Несколько недель близкого знакомства с девушкой оказались для Серова решающими. Это молоденькое существо, маленькое, худенькое, отнюдь не блещущее красотой, с чертами лица крупными, строгими, даже суровыми, привлекательное только своим живым умом и юной свежестью, привязало к себе Серова крепчайшими нитями.
Объясняясь ей в своих чувствах, Серов сказал:
— В жизни своей я имел две привязанности, влиявшие роковым образом на меня: первая, в самые юные годы, была дружба с моей сестрой. Я ее любил нежной, горячей любовью… Другая моя привязанность была не менее сильной: всепоглощающая дружба связывала меня с Владимиром Васильевичем Стасовым. Я не скажу, чтобы между нами было большое сродство душ, но мы, так сказать, пополняли друг друга… Я, надо вам сказать, не переношу одиночества в моей артистической жизни… Теперь я чувствую, что третья личность вошла в мою жизнь и будет роковым образом играть в ней немаловажную роль…
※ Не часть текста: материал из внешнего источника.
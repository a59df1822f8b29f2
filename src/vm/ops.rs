use std::fmt::Display;

#[derive(Debug, Clone, Copy, PartialEq, Eq, Hash)]
pub enum OpCode {
    Constant(usize),

    Add,
    Subtract,
    Multiply,
    TrueDivide,
    FloorDivide,
    Remainder,
    Power,
    LeftShift,
    RightShift,

    BitAnd,
    BitOr,
    BitXor,

    Equal,
    NotEqual,
    Greater,
    GreaterEqual,
    Less,
    LessEqual,
    Is,
    IsNot,

    Negate,

    Dup,
    Pop,

    Label(usize),
    Jump(usize),
    PopJumpIfTrue(usize),
    PopJumpIfFalse(usize),
}

impl Display for OpCode {
    fn fmt(&self, f: &mut std::fmt::Formatter) -> std::fmt::Result {
        match self {
            OpCode::Constant(..) => write!(f, "OP_CONSTANT"),

            OpCode::Add => write!(f, "OP_ADD"),
            OpCode::Subtract => write!(f, "OP_SUBTRACT"),
            OpCode::Multiply => write!(f, "OP_MULTIPLY"),
            OpCode::TrueDivide => write!(f, "OP_TRUE_DIVIDE"),
            OpCode::FloorDivide => write!(f, "OP_FLOOR_DIVIDE"),
            OpCode::Remainder => write!(f, "OP_REMAINDER"),
            OpCode::Power => write!(f, "OP_POWER"),
            OpCode::LeftShift => write!(f, "OP_LEFT_SHIFT"),
            OpCode::RightShift => write!(f, "OP_RIGHT_SHIFT"),

            OpCode::BitAnd => write!(f, "OP_BIT_AND"),
            OpCode::BitOr => write!(f, "OP_BIT_OR"),
            OpCode::BitXor => write!(f, "OP_BIT_XOR"),

            OpCode::Equal => write!(f, "OP_EQUAL"),
            OpCode::NotEqual => write!(f, "OP_NOT_EQUAL"),
            OpCode::Greater => write!(f, "OP_GREATER"),
            OpCode::GreaterEqual => write!(f, "OP_GREATER_EQUAL"),
            OpCode::Less => write!(f, "OP_LESS"),
            OpCode::LessEqual => write!(f, "OP_LESS_EQUAL"),
            OpCode::Is => write!(f, "OP_IS"),
            OpCode::IsNot => write!(f, "OP_IS_NOT"),

            OpCode::Negate => write!(f, "OP_NEGATE"),

            OpCode::Dup => write!(f, "OP_DUP"),
            OpCode::Pop => write!(f, "OP_POP"),

            OpCode::Label(..) => write!(f, "OP_LABEL"),
            OpCode::Jump(..) => write!(f, "OP_JUMP"),
            OpCode::PopJumpIfTrue(..) => write!(f, "OP_POP_JUMP_IF_TRUE"),
            OpCode::PopJumpIfFalse(..) => write!(f, "OP_POP_JUMP_IF_FALSE"),
        }
    }
}
use crate::{
    core::{errors::Diagnostic, Position},
    vm::Value,
};

use super::{BinaryOp, Expr, ExprVisitor, Stmt, StmtVisitor, UnaryOp};

#[derive(Default)]
pub struct AstPrinter {}

impl AstPrinter {
    pub fn print_expr(expr: &Expr) -> String {
        AstPrinter::default().visit_expr(expr)
    }

    pub fn print_stmt(stmt: &Stmt) -> String {
        AstPrinter::default().visit_stmt(stmt)
    }
}

impl ExprVisitor<String> for AstPrinter {
    fn visit_value(&mut self, _position: &Position, value: &Value) -> String {
        format!("({} {})", value.value_type(), value)
    }

    fn visit_unary(&mut self, op: UnaryOp, _position: &Position, operand: &Expr) -> String {
        format!("({} {})", op, self.visit_expr(operand))
    }

    fn visit_binary(&mut self, op: BinaryOp, left: &Expr, right: &Expr) -> String {
        format!("({} {} {})", self.visit_expr(left), op, self.visit_expr(right))
    }

    fn visit_null_coalesce(&mut self, left: &Expr, right: &Expr) -> String {
        self.visit_binary(BinaryOp::Coalesce, left, right)
    }

    fn visit_ternary(&mut self, cond: &Expr, if_true: &Expr, if_false: Option<&Expr>) -> String {
        match if_false {
            Some(if_false) => format!(
                "({} ? {} : {})",
                self.visit_expr(cond),
                self.visit_expr(if_true),
                self.visit_expr(if_false)
            ),
            None => format!("({} ? {})", self.visit_expr(cond), self.visit_expr(if_true)),
        }
    }

    fn visit_error(&mut self, diagnostic: &Diagnostic) -> String {
        diagnostic.to_string()
    }
}

impl StmtVisitor<String> for AstPrinter {
    fn visit_block(&mut self, stmts: &[Stmt]) -> String {
        let mut result = String::new();
        result.push_str("[\n");
        for stmt in stmts {
            result.push_str(&self.visit_stmt(stmt));
            result.push('\n');
        }
        result.push(']');
        result
    }

    fn visit_expr_stmt(&mut self, expr: &Expr) -> String {
        format!("({})", self.visit_expr(expr))
    }
}
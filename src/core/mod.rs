pub mod errors;
mod loc;
mod options;

pub use loc::Position;
pub use options::Options;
Действительно, эта «третья личность» скоро стала близким человеком Серова и до самой его неожиданной, преждевременной смерти была ему верным и преданным другом. Шестнадцатилетняя Валентина Семеновна очень скоро оказалась полностью под обаянием яркого, талантливого Серова. Огромная разница лет не пугала ее. Необычайная эрудиция, творческая одержимость, живой характер композитора импонировали ей гораздо больше, чем молодость ровесников. Она горячо полюбила Александра Николаевича, ревновала его, родила ему двоих детей (девочка умерла в раннем детстве), старалась по мере своих сил создать ему семью и условия для работы. Сама же она твердо держалась своих стремлений и принципов. Ее решение стать музыкантом, композитором и послужить своими знаниями народу никогда ею не менялось.